Koltuğa takalı, bu üçüncü köşe yazım oluyor. TSE"nin başkanını, Enerji ve Tabii Kaynaklar Bakanlığının müsteşarını yazdık.Yetki kademesini yükselterek geldik şimdide bakan yazmaya.
Tüm yazdıklarım geriye dönüktü. Ama Türkiye"yi anlatıyordu. İşlerin niye yürümediğine örnekti.
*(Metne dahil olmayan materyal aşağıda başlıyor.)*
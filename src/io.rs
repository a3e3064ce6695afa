//! I/O adapters behind the uniform `std::io::Read` / `Write` capability.
//!
//! Two variants feed the engine: file-backed ([`FileSource`] / [`FileSink`])
//! and memory-backed ([`BlobReader`] / [`BlobSink`]). The facades own an
//! adapter only for the duration of one decode/encode call.
//!
//! The memory sink can [`release`](BlobSink::release) its storage as a raw
//! pointer + length pair for the C boundary; after release the sink no longer
//! owns or frees it. [`reclaim_bytes`] returns ownership for deallocation.

use std::fs::File;
use std::io::{BufReader, BufWriter, Read, Write};
use std::path::Path;

use crate::error::Result;

/// Buffered reader over an opened file.
///
/// The underlying file is closed exactly once when the adapter drops, on
/// every exit path.
pub struct FileSource {
    inner: BufReader<File>,
}

impl FileSource {
    /// Open `path` for binary read.
    pub fn open(path: &Path) -> Result<Self> {
        Ok(Self {
            inner: BufReader::new(File::open(path)?),
        })
    }
}

impl Read for FileSource {
    fn read(&mut self, buf: &mut [u8]) -> std::io::Result<usize> {
        self.inner.read(buf)
    }
}

/// Buffered writer over a created file.
///
/// Call [`finish`](FileSink::finish) to flush; dropping without it still
/// closes the file but may lose buffered bytes on flush failure.
pub struct FileSink {
    inner: BufWriter<File>,
}

impl FileSink {
    /// Create (or truncate) `path` for binary write.
    pub fn create(path: &Path) -> Result<Self> {
        Ok(Self {
            inner: BufWriter::new(File::create(path)?),
        })
    }

    /// Flush buffered bytes and close the file.
    pub fn finish(mut self) -> Result<()> {
        self.inner.flush()?;
        Ok(())
    }
}

impl Write for FileSink {
    fn write(&mut self, buf: &[u8]) -> std::io::Result<usize> {
        self.inner.write(buf)
    }

    fn flush(&mut self) -> std::io::Result<()> {
        self.inner.flush()
    }
}

/// Reader over a caller-supplied byte range.
pub struct BlobReader<'a> {
    data: &'a [u8],
    pos: usize,
}

impl<'a> BlobReader<'a> {
    /// Wrap an in-memory byte range.
    pub fn new(data: &'a [u8]) -> Self {
        Self { data, pos: 0 }
    }

    /// Bytes consumed so far.
    pub fn position(&self) -> usize {
        self.pos
    }
}

impl Read for BlobReader<'_> {
    fn read(&mut self, buf: &mut [u8]) -> std::io::Result<usize> {
        let remaining = &self.data[self.pos..];
        let n = remaining.len().min(buf.len());
        buf[..n].copy_from_slice(&remaining[..n]);
        self.pos += n;
        Ok(n)
    }
}

/// Growable in-memory byte sink.
#[derive(Default)]
pub struct BlobSink {
    buf: Vec<u8>,
}

impl BlobSink {
    /// An empty sink.
    pub fn new() -> Self {
        Self::default()
    }

    /// Bytes written so far.
    pub fn len(&self) -> usize {
        self.buf.len()
    }

    /// Whether nothing has been written yet.
    pub fn is_empty(&self) -> bool {
        self.buf.is_empty()
    }

    /// Consume the sink and return the accumulated bytes.
    pub fn into_bytes(self) -> Vec<u8> {
        self.buf
    }

    /// Detach the storage as a raw pointer + length pair.
    ///
    /// Ownership transfers to the caller, who must return it through
    /// [`reclaim_bytes`] to deallocate. The sink no longer owns or frees
    /// the storage.
    pub fn release(self) -> (*mut u8, usize) {
        detach_bytes(self.buf)
    }
}

impl Write for BlobSink {
    fn write(&mut self, buf: &[u8]) -> std::io::Result<usize> {
        self.buf.extend_from_slice(buf);
        Ok(buf.len())
    }

    fn flush(&mut self) -> std::io::Result<()> {
        Ok(())
    }
}

/// Hand a byte vector to a foreign caller as a raw pointer + length pair.
pub fn detach_bytes(bytes: Vec<u8>) -> (*mut u8, usize) {
    let boxed = bytes.into_boxed_slice();
    let len = boxed.len();
    (Box::into_raw(boxed) as *mut u8, len)
}

/// Reclaim and deallocate a buffer produced by [`detach_bytes`].
///
/// # Safety
///
/// `ptr` and `len` must be exactly the pair returned by a single prior
/// [`detach_bytes`] call, not yet reclaimed. `ptr` may be null, in which
/// case this is a no-op.
pub unsafe fn reclaim_bytes(ptr: *mut u8, len: usize) {
    if ptr.is_null() {
        return;
    }
    drop(unsafe { Box::from_raw(core::ptr::slice_from_raw_parts_mut(ptr, len)) });
}

#[cfg(test)]
mod tests {
    use super::*;

    #[test]
    fn blob_reader_reads_in_chunks() {
        let data = [1u8, 2, 3, 4, 5];
        let mut reader = BlobReader::new(&data);
        let mut buf = [0u8; 3];
        assert_eq!(reader.read(&mut buf).unwrap(), 3);
        assert_eq!(buf, [1, 2, 3]);
        assert_eq!(reader.position(), 3);
        assert_eq!(reader.read(&mut buf).unwrap(), 2);
        assert_eq!(&buf[..2], &[4, 5]);
        assert_eq!(reader.read(&mut buf).unwrap(), 0);
    }

    #[test]
    fn blob_sink_accumulates() {
        let mut sink = BlobSink::new();
        assert!(sink.is_empty());
        sink.write_all(&[1, 2]).unwrap();
        sink.write_all(&[3]).unwrap();
        assert_eq!(sink.len(), 3);
        assert_eq!(sink.into_bytes(), vec![1, 2, 3]);
    }

    #[test]
    fn release_and_reclaim() {
        let mut sink = BlobSink::new();
        sink.write_all(b"abcdef").unwrap();
        let (ptr, len) = sink.release();
        assert!(!ptr.is_null());
        assert_eq!(len, 6);
        let copied = unsafe { core::slice::from_raw_parts(ptr, len) }.to_vec();
        assert_eq!(copied, b"abcdef");
        unsafe { reclaim_bytes(ptr, len) };
    }

    #[test]
    fn reclaim_null_is_noop() {
        unsafe { reclaim_bytes(core::ptr::null_mut(), 0) };
    }

    #[test]
    fn file_sink_then_source() {
        let dir = tempfile::tempdir().unwrap();
        let path = dir.path().join("blob.bin");
        let mut sink = FileSink::create(&path).unwrap();
        sink.write_all(b"roundtrip").unwrap();
        sink.finish().unwrap();

        let mut source = FileSource::open(&path).unwrap();
        let mut back = Vec::new();
        source.read_to_end(&mut back).unwrap();
        assert_eq!(back, b"roundtrip");
    }

    #[test]
    fn file_source_missing_path_fails() {
        let dir = tempfile::tempdir().unwrap();
        assert!(FileSource::open(&dir.path().join("absent.lif")).is_err());
    }
}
Niye geriye dönüktü yazılarım, çünkü o zamanlar, Elektrik Elektronik Teknisyenleri Federasyonundaki komisyonlarda görev yapıyordum.Geçtiğimiz dönem; Atakum ve Büyük Şehir Belediyesi Meclis üyesi olduğumdan yoğundum ve Federasyondaki komisyonlarda görev almadım.Ama bu dönem komisyonlarda tekrar görev yapıyorum.Bu son yazımda eski bir bakanı yazıp,gelecek yazılarımda, bu dönemin bürokrat,müsteşar ve bakanlarını yazacağım.Çünkü daha geçen hafta Enerji ve Tabii Kaynaklar bakanıyla görüştük.
Fen adamları statüsünde bulunan; Elektrik tekniker, teknisyen ve ustalarının yetkileri, yasalarla belirlenmiştir. Zaman zaman bu yetki karmaşaya dönüştürülmüş, bir üst gruba mensup meslektaşlarımız olan mühendisler tarafından da farklı yorumlanmıştır. Yorumlamayla ilgili bu sıkıntı, dönem dönem yaşanmakta ve bu yorumlamaları da düzeltmek için bakanlıklar arası görüşmelerimiz devam eder ve etmektedir.
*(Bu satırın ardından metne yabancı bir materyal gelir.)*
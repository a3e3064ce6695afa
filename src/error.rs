//! Error types for facade and engine operations.
//!
//! Internally everything is `Result`-based; the facades and the C boundary
//! convert every error into the documented sentinel (`false` / null / 0)
//! before it becomes caller-visible.

use thiserror::Error;

/// Errors produced by the facades, the I/O adapters, and the built-in engine.
#[derive(Debug, Error)]
#[non_exhaustive]
pub enum Error {
    /// Underlying I/O failure (file open, read, write).
    #[error("i/o error: {0}")]
    Io(#[from] std::io::Error),

    /// Input does not start with the LIF container magic.
    #[error("not a lif container (bad magic)")]
    BadMagic,

    /// Container version this build does not understand.
    #[error("unsupported container version {0}")]
    UnsupportedVersion(u8),

    /// Frame header describes dimensions beyond the decode limit.
    #[error("image dimensions too large: {width}x{height}")]
    Oversized { width: u32, height: u32 },

    /// Malformed field inside an otherwise well-formed container.
    #[error("corrupt container: {0}")]
    Corrupt(&'static str),

    /// Caller passed an argument the operation cannot accept.
    #[error("invalid argument: {0}")]
    InvalidArgument(&'static str),

    /// Encode was asked to run with no frames added.
    #[error("no frames to encode")]
    NoFrames,
}

/// Crate-wide result alias.
pub type Result<T, E = Error> = core::result::Result<T, E>;

#[cfg(test)]
mod tests {
    use super::*;

    #[test]
    fn display_messages() {
        assert_eq!(Error::BadMagic.to_string(), "not a lif container (bad magic)");
        assert_eq!(
            Error::Oversized {
                width: 70000,
                height: 2
            }
            .to_string(),
            "image dimensions too large: 70000x2"
        );
        assert_eq!(
            Error::UnsupportedVersion(9).to_string(),
            "unsupported container version 9"
        );
    }

    #[test]
    fn from_io_error() {
        let io = std::io::Error::new(std::io::ErrorKind::NotFound, "gone");
        let err: Error = io.into();
        assert!(matches!(err, Error::Io(_)));
        assert!(err.to_string().contains("gone"));
    }
}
Elektrik meslek grubuna ait fen adamlarının, yetki ve sorumluluk karmaşasının tek nedeni çok başlılıktır. Niye mi? Yetkilerimizin belirlenmesinde ve uygulanmasında; Enerji ve Tabi Kaynaklar Bakanlığı, Milli Eğitim Bakanlığı, Bayındırlık ve İskân Bakanlığı birlikte karar vermektedir. Daha başka neden saymaya gerek var mı? Zaten bakanlıklar kendi içinde karmaşada, üçünün bir araya gelmesinin ne kadar zor olduğunu sizler düşünün.
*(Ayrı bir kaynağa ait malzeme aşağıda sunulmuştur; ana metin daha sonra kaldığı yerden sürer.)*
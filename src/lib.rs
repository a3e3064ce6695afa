//! Handle-based facade and C API for the LIF lossless image codec.
//!
//! This crate is the object-lifecycle and boundary-safety layer around a
//! codec engine:
//!
//! - [`Decoder`] / [`Encoder`] — stateful facades with lazy frame
//!   materialization and clone-before-encode semantics
//! - [`Frame`] / [`FrameHandle`] — the pixel-buffer resource and its shared,
//!   caller-visible wrapper
//! - [`Engine`] — the black-box codec seam; [`StoreEngine`] is the built-in
//!   raw-container engine
//! - [`ffi`] — the C ABI surface: opaque handles, sentinel returns, and an
//!   unconditional no-panic-crosses-the-boundary guarantee
//! - [`io`] — file and memory adapters behind the uniform byte-stream
//!   capability
//!
//! The engine performs the actual pixel and entropy work; this crate only
//! guarantees exactly-once buffer moves, defensive copies, uniform resource
//! release, and a crash-proof exported surface.
//!
//! Handles are single-threaded by design: each decoder or encoder is an
//! independently owned unit with no shared state between handles, and no
//! internal locking.

pub mod codec;
pub mod decoder;
pub mod encoder;
pub mod error;
pub mod ffi;
pub mod frame;
pub mod io;

pub use codec::{
    DecodeParams, EncodeParams, Encoding, Engine, ProgressFn, StoreEngine, COUNT_DIVISOR,
    FILE_TRANSFORMS, MEMORY_TRANSFORMS, MIN_SUBTREE_SIZE, SPLIT_THRESHOLD,
};
pub use decoder::Decoder;
pub use encoder::{Encoder, EncoderOptions};
pub use error::{Error, Result};
pub use frame::{Frame, FrameHandle, PixelBuf, DEFAULT_FRAME_DELAY_MS};

// Re-exports for engine implementors.
pub use imgref::{Img, ImgRef, ImgVec};
pub use rgb::Rgba;

/// Library version.
pub const VERSION: &str = env!("CARGO_PKG_VERSION");

/// Initialize logging for embedders that have no logger of their own.
///
/// Installs `env_logger` honoring `RUST_LOG`, defaulting to `warn`. Safe to
/// call more than once; later calls are no-ops.
pub fn init() {
    let _ = env_logger::Builder::from_env(env_logger::Env::default().default_filter_or("warn"))
        .try_init();
    log::debug!("lif {VERSION} initialized");
}

#[cfg(test)]
mod tests {
    use super::*;

    #[test]
    fn version_is_set() {
        assert!(!VERSION.is_empty());
    }

    #[test]
    fn init_is_idempotent() {
        init();
        init();
    }
}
İşte bu nedenle, Türkiye" de bizim yetki ve sorumluluk alma sınırımız bir türlü netleşemiyor. Bu çalışmalar doğrultusunda Bayındırlık ve İskân Bakanlığından, bakanla görüşme talep ettik ve randevu aldık. Yine çok seslilik olsun diye, çeşitli illerin oda başkanlarını da çağırdık. Randevu saati gelince topluca bakanlığa geçtik. Bakanın sekretaryasından bir bayan, en önde olan Federasyon Genel Başkanına ukalaca Niye bu kadar kalabalık geldiniz. Önceden sayıyı bize belirtmeliydiniz diye çıkıştı. Sen niye sormadın diyenimizde olmadı. Çok dediği on beş kişi falan. Yavrum(!) Ülke ne hallerdeydi. Sekreter buysa, bakanı tahmin etmeye gerek yok ki. İçeri girince anladık. Bakan bakan değil, koltuğunda kartal. Tavana uçmuşta tepeden bakıyor. Yeni konular, yetkiler ve sorunlar anlatılıyor da, anlatılıyor ama bakan yüksekteki kartal gibi bizi dinlemiyor da, çevreyi süzüyor. Artık kafasında ne var, neyi düşünüyor bilemiyoruz. Biz derdimizi anlatmak için yırtınıyoruz, o ise kendi havalarında.
Tüm görüşmelerin sonunda, birkaç sözle görüşmeyi bitirdi. Yine hayret edeceksiniz. Bakan .kuruluşun kapısında mı yatayım dedi. Kumandanız da olan, yönetmekle yükümlü olduğunuz makamların kapısında yatmaz, yatanları uyandırır, orayı yönetir veya yönettirirsiniz. Bu kadar basit.
Şimdi bu duruştaki bir bakan, hangi davaya sahip çıkar ki, ancak kendi şahsi davasına. Onun içindir ki bu bakan, görevi sonunda mahkemelerde yargılanmaya başladı. Daha başka bir söze gerek var mı?
Her şey gönlünüzce olsun.
SEVGİLERİMLE.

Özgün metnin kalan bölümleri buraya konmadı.